Pricing

from $1.40 / 1,000 results

PDF Tools (Merge / Split / Compress / OCR / Watermark)

All-in-one PDF processor: merge multiple PDFs, split by page ranges, compress file size, extract text, OCR scanned documents (Tesseract), add text watermarks, rotate pages, and read metadata. Accepts PDF URLs or Key-Value Store keys.

Pricing

from $1.40 / 1,000 results

Rating

0.0

(0)

Developer

Alex O

Actor stats

Bookmarked

Total users

Monthly active users

2 months ago

Last modified

PDF Tools

All-in-one PDF processing Actor for the Apify platform. Merge, split, compress, extract text, OCR scanned documents, add watermarks, rotate pages, and read metadata — all from simple PDF URL inputs. No coding required.

What is PDF Tools?

PDF Tools is a serverless PDF processor that runs entirely on the Apify platform. It accepts one or more direct-download PDF URLs and performs the operation you select. Results are stored in the run's dataset (structured JSON) and key-value store (binary PDF/TXT files).

Supported operations:

Merge — Combine multiple PDFs into a single document
Split — Split a PDF by page ranges (individual pages or custom groups)
Compress — Reduce file size with 3 compression levels (low / medium / high)
Extract Text — Extract embedded text from PDF pages
OCR — OCR scanned or image-based PDFs using Tesseract (6 languages pre-installed)
Watermark — Add a customizable diagonal text watermark to every page
Rotate — Rotate pages by 90°, 180°, or 270°
Metadata — Read PDF metadata (title, author, creator, dates, page sizes)
Page Count — Quick page count without full processing

What can PDF Tools be used for?

Document automation — Extract text from invoices, contracts, or reports for downstream processing
Bulk PDF processing — Compress hundreds of PDFs to reduce storage costs
Archival workflows — Add "CONFIDENTIAL" or "DRAFT" watermarks to sensitive documents
OCR pipelines — Convert scanned documents to searchable text (supports English, German, French, Spanish, Italian, Portuguese)
Page management — Split large documents into chapters or merge individual pages into one PDF
Data extraction — Read metadata and page counts from PDF files at scale
Integration with AI agents — Use as a tool in agentic workflows via Apify's MCP integration

How to use PDF Tools

Go to the PDF Tools Input tab
Select the Operation you want to perform
Add one or more PDF file URLs (direct-download links ending in .pdf)
Configure any optional settings (page ranges, compression level, watermark text, etc.)
Click Start and wait for the run to complete
Download results from the Dataset tab (JSON) or Key-Value Store tab (PDF/TXT files)

Input

The Actor accepts the following input fields. For a full technical reference, see the Input tab.

Operation (required)

Choose which PDF operation to perform: merge, split, compress, extractText, ocr, watermark, rotate, metadata, or pageCount.

PDF file URLs (required)

A list of direct-download URLs to PDF files. For the merge operation, the order matters — PDFs are combined in the order listed.

Page ranges (optional)

Comma-separated page ranges (1-indexed), e.g. 1-3,5,8-10. Used by split, extractText, ocr, and rotate to target specific pages. If omitted, all pages are processed.
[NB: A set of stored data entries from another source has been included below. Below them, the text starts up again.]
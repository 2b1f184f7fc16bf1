// ─── Compatibility Checker ───
// Compares the installed multiplayer mod's declared framework pin against
// the framework version actually on disk. Absence of a component is an
// incomplete setup, not a conflict; it is reported elsewhere.

use serde::Serialize;

use crate::core::catalog::{DependencyPins, ReleaseDescriptor};
use crate::core::scan::{InstalledModRecord, LogicalMod};

/// Derived verdict; never stored.
#[derive(Debug, Clone, Serialize)]
pub struct CompatibilityResult {
    pub compatible: bool,
    pub message: Option<String>,
    /// A multiplayer version whose pin matches the installed framework, when
    /// one exists; an escape hatch the user can install instead.
    pub remediation_version: Option<String>,
}

impl CompatibilityResult {
    fn ok() -> Self {
        Self {
            compatible: true,
            message: None,
            remediation_version: None,
        }
    }
}

/// Normalize a version string for pin comparison: case-fold, unify the
/// tilde/hyphen build-tag separators, drop the framework's descriptive
/// suffix token.
pub fn normalize_version(version: &str) -> String {
    let folded = version.to_lowercase().replace('~', "-");
    folded
        .strip_suffix("-steamodded")
        .map(|s| s.to_string())
        .unwrap_or(folded)
}

fn versions_match(a: &str, b: &str) -> bool {
    normalize_version(a) == normalize_version(b)
}

/// Check every installed multiplayer copy against the installed framework
/// version. The first pinned mismatch wins; a missing catalog entry for an
/// installed version is treated as unpinned.
pub fn check(
    installed: &[InstalledModRecord],
    framework_version: Option<&str>,
    releases: &[ReleaseDescriptor],
) -> CompatibilityResult {
    let Some(framework_version) = framework_version else {
        return CompatibilityResult::ok();
    };

    let multiplayer: Vec<_> = installed
        .iter()
        .filter(|r| r.logical_mod == LogicalMod::MultiplayerMod)
        .collect();
    if multiplayer.is_empty() {
        return CompatibilityResult::ok();
    }

    for record in multiplayer {
        let Some(release) = releases.iter().find(|r| r.version == record.version) else {
            continue;
        };
        let Some(pin) = DependencyPins::effective(&release.pins.mod_framework) else {
            continue;
        };
        if versions_match(pin, framework_version) {
            continue;
        }

        let remediation = releases
            .iter()
            .find(|r| {
                DependencyPins::effective(&r.pins.mod_framework)
                    .map(|p| versions_match(p, framework_version))
                    .unwrap_or(false)
            })
            .map(|r| r.version.clone());

        return CompatibilityResult {
            compatible: false,
            message: Some(format!(
                "Multiplayer {} expects mod framework {}, but {} is installed",
                record.version, pin, framework_version
            )),
            remediation_version: remediation,
        };
    }

    CompatibilityResult::ok()
}
//! Configuration: the environment roster with its default usage parameters,
//! the fixed annual items, and any rate overrides.
//!
//! Loaded once at startup from `envcost.toml` and passed explicitly; the
//! engine itself never reads ambient state.

use crate::params::EnvironmentParameters;
use crate::pricing::{default_fixed_annual, CostModel, PricingRates};
use serde::{Deserialize, Serialize};
use std::collections::BTreeMap;
use std::path::Path;

/// Cost comparison configuration, as read from `envcost.toml`.
#[derive(Debug, Clone, PartialEq, Serialize, Deserialize)]
#[serde(default)]
pub struct CostConfig {
    /// The environment that carries the fixed annual items.
    pub distinguished_environment: String,

    /// Environment roster, in display order.
    pub environments: Vec<EnvironmentConfig>,

    /// Fixed annual items: label -> annual USD.
    pub fixed_annual: BTreeMap<String, f64>,

    /// Unit-rate overrides.
    pub rates: PricingRates,
}

/// One named environment and its default usage parameters.
#[derive(Debug, Clone, PartialEq, Serialize, Deserialize)]
pub struct EnvironmentConfig {
    pub name: String,
    #[serde(flatten)]
    pub parameters: EnvironmentParameters,
}

impl Default for CostConfig {
    fn default() -> Self {
        // The stock roster: identical pipeline and artifact usage, with
        // build and request volume varying by environment.
        let environments = [
            ("Production", 25_000.0),
            ("Development", 100_000.0),
            ("Testing", 25_000.0),
            ("QA", 50_000.0),
        ]
        .into_iter()
        .map(|(name, volume)| EnvironmentConfig {
            name: name.to_string(),
            parameters: EnvironmentParameters {
                pipelines: 300.0,
                executions_per_day: 10.0,
                minutes_per_execution: 5.0,
                transitions_per_execution: 2.0,
                builds_per_month: volume,
                build_duration_minutes: 5.0,
                artifact_storage_gb: 100.0,
                artifact_requests: volume,
                artifact_intra_gb: 0.0,
                artifact_outbound_gb: 100.0,
            },
        })
        .collect();

        Self {
            distinguished_environment: "Production".to_string(),
            environments,
            fixed_annual: default_fixed_annual(),
            rates: PricingRates::default(),
        }
    }
}

impl CostConfig {
    /// The cost model this configuration describes.
    pub fn cost_model(&self) -> CostModel {
        CostModel::new(self.rates.clone(), self.fixed_annual.clone())
    }

    /// Look an environment up by name.
    pub fn environment(&self, name: &str) -> Option<&EnvironmentConfig> {
        self.environments.iter().find(|env| env.name == name)
    }

    /// Environment names in roster order.
    pub fn environment_names(&self) -> Vec<String> {
        self.environments.iter().map(|env| env.name.clone()).collect()
    }

    pub fn is_distinguished(&self, name: &str) -> bool {
        self.distinguished_environment == name
    }
}

/// Load configuration from a TOML file.
pub fn load_config(path: &Path) -> anyhow::Result<CostConfig> {
    let content = std::fs::read_to_string(path)
        .map_err(|e| anyhow::anyhow!("Failed to read config file '{}': {}", path.display(), e))?;
    let config: CostConfig = toml::from_str(&content)
        .map_err(|e| anyhow::anyhow!("Failed to parse config file '{}': {}", path.display(), e))?;
    Ok(config)
}

/// Generate a starter configuration file.
pub fn generate_default_config() -> String {
    r#"# envcost configuration
# Rates default to the published US East (N. Virginia) prices; override any
# of them under [rates].

distinguished_environment = "Production"

# Fixed annual items, applied to the distinguished environment only.
[fixed_annual]
GitLab = 73350.0
CheckMarx = 26265.5
Sonarqube = 32643.78

[[environments]]
name = "Production"
pipelines = 300
executions_per_day = 10
minutes_per_execution = 5
transitions_per_execution = 2
builds_per_month = 25000
build_duration_minutes = 5
artifact_storage_gb = 100
artifact_requests = 25000
artifact_intra_gb = 0.0
artifact_outbound_gb = 100.0

[[environments]]
name = "Development"
pipelines = 300
executions_per_day = 10
minutes_per_execution = 5
transitions_per_execution = 2
builds_per_month = 100000
build_duration_minutes = 5
artifact_storage_gb = 100
artifact_requests = 100000
artifact_intra_gb = 0.0
artifact_outbound_gb = 100.0

[[environments]]
name = "Testing"
pipelines = 300
executions_per_day = 10
minutes_per_execution = 5
transitions_per_execution = 2
builds_per_month = 25000
build_duration_minutes = 5
artifact_storage_gb = 100
artifact_requests = 25000
artifact_intra_gb = 0.0
artifact_outbound_gb = 100.0

[[environments]]
name = "QA"
pipelines = 300
executions_per_day = 10
minutes_per_execution = 5
transitions_per_execution = 2
builds_per_month = 50000
build_duration_minutes = 5
artifact_storage_gb = 100
artifact_requests = 50000
artifact_intra_gb = 0.0
artifact_outbound_gb = 100.0

# [rates]
# transition_rate = 0.002
# minute_rate = 0.002
# free_minutes = 100.0
# build_second_rate = 0.00002
# storage_rate = 0.05
# free_storage_gb = 2.0
# request_rate = 0.000005
# free_requests = 100000.0
# intra_transfer_rate = 0.02
# outbound_transfer_rate = 0.09
# artifact_base_fee = 0.60
"#
    .to_string()
}
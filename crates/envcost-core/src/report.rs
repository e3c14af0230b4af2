//! Comparison report assembly: the serializable artifact handed to
//! renderers.

use crate::aggregate::{aggregate, AggregateTotals, MissingEnvironment};
use crate::breakdown::CostBreakdown;
use crate::config::CostConfig;
use crate::error::EngineError;
use crate::insights::{build_insights, CostInsights};
use serde::{Deserialize, Serialize};
use std::collections::{BTreeMap, BTreeSet};

/// The complete comparison across the selected environments.
///
/// All amounts are raw `f64` values; rendering with currency formatting is
/// the consumer's job (see [`format_usd`]).
#[derive(Debug, Clone, PartialEq, Serialize, Deserialize)]
pub struct ComparisonReport {
    /// RFC3339 timestamp of when the report was computed.
    pub generated_at: String,
    pub distinguished_environment: String,
    /// Selected environments, in roster order, deduplicated.
    pub environments: Vec<String>,
    pub breakdowns: BTreeMap<String, CostBreakdown>,
    pub totals: AggregateTotals,
    pub insights: CostInsights,
}

impl ComparisonReport {
    pub fn environment_count(&self) -> usize {
        self.environments.len()
    }

    pub fn grand_annual_total(&self) -> f64 {
        self.totals.grand_annual_total
    }

    /// Union of line-item labels across all environments, sorted.
    pub fn line_item_labels(&self) -> Vec<String> {
        let labels: BTreeSet<&str> = self
            .breakdowns
            .values()
            .flat_map(|b| b.labels())
            .collect();
        labels.into_iter().map(String::from).collect()
    }
}

/// Compute breakdowns, totals, and insights for the selected environments
/// of a configuration.
///
/// Selection names must exist in the roster; an unknown name is rejected
/// rather than skipped. Duplicates count once, and the result preserves the
/// caller's selection order.
pub fn build_report(
    config: &CostConfig,
    selected: &[String],
) -> Result<ComparisonReport, EngineError> {
    if selected.is_empty() {
        return Err(EngineError::NoEnvironmentsSelected);
    }

    let model = config.cost_model();
    let mut breakdowns = BTreeMap::new();
    let mut ordered = Vec::new();

    for name in selected {
        let env = config
            .environment(name)
            .ok_or_else(|| EngineError::UnknownEnvironment(name.clone()))?;
        if breakdowns.contains_key(&env.name) {
            continue;
        }
        let breakdown =
            model.compute_breakdown(&env.parameters, config.is_distinguished(&env.name))?;
        breakdowns.insert(env.name.clone(), breakdown);
        ordered.push(env.name.clone());
    }

    let fixed_labels = model.fixed_annual_labels();
    let totals = aggregate(
        &breakdowns,
        &ordered,
        &fixed_labels,
        MissingEnvironment::Reject,
    )?;
    let insights = build_insights(&breakdowns, &ordered, &totals);

    Ok(ComparisonReport {
        generated_at: chrono::Utc::now().to_rfc3339(),
        distinguished_environment: config.distinguished_environment.clone(),
        environments: ordered,
        breakdowns,
        totals,
        insights,
    })
}

/// Render a USD amount with two decimals and thousands separators.
pub fn format_usd(amount: f64) -> String {
    let cents = (amount.abs() * 100.0).round() as u64;
    let dollars = cents / 100;
    let fraction = cents % 100;

    let digits = dollars.to_string();
    let mut grouped = String::with_capacity(digits.len() + digits.len() / 3);
    for (i, c) in digits.chars().enumerate() {
        if i > 0 && (digits.len() - i) % 3 == 0 {
            grouped.push(',');
        }
        grouped.push(c);
    }

    let sign = if amount < 0.0 && cents > 0 { "-" } else { "" };
    format!("{sign}${grouped}.{fraction:02}")
}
For the split operation, use semicolons to create separate output groups: 1-2;3-4;5 produces three separate PDFs.

Compression settings (optional)

Choose a compression level for the compress operation:

Low — Strips metadata, removes unreferenced objects (lossless)
Medium — Additionally recompresses internal streams using Flate compression
High — Aggressive: linearizes the PDF and applies maximum stream recompression

Watermark settings (optional)

Configure the text watermark for the watermark operation:

Watermark text — The text to overlay (default: CONFIDENTIAL)
Opacity — 0.01 (barely visible) to 1.0 (fully opaque), default: 0.15
Font size — 10 to 200 points, default: 60
Angle — Rotation in degrees (0–360°), default: 45°

Rotation angle (optional)

Clockwise rotation for the rotate operation: 90, 180, or 270 degrees.

OCR languages (optional)

Tesseract language codes for the ocr operation. Pre-installed packs:

Code	Language
`eng`	English
`deu`	German
`fra`	French
`spa`	Spanish
`ita`	Italian
`por`	Portuguese

Combine multiple languages with +, e.g. eng+deu.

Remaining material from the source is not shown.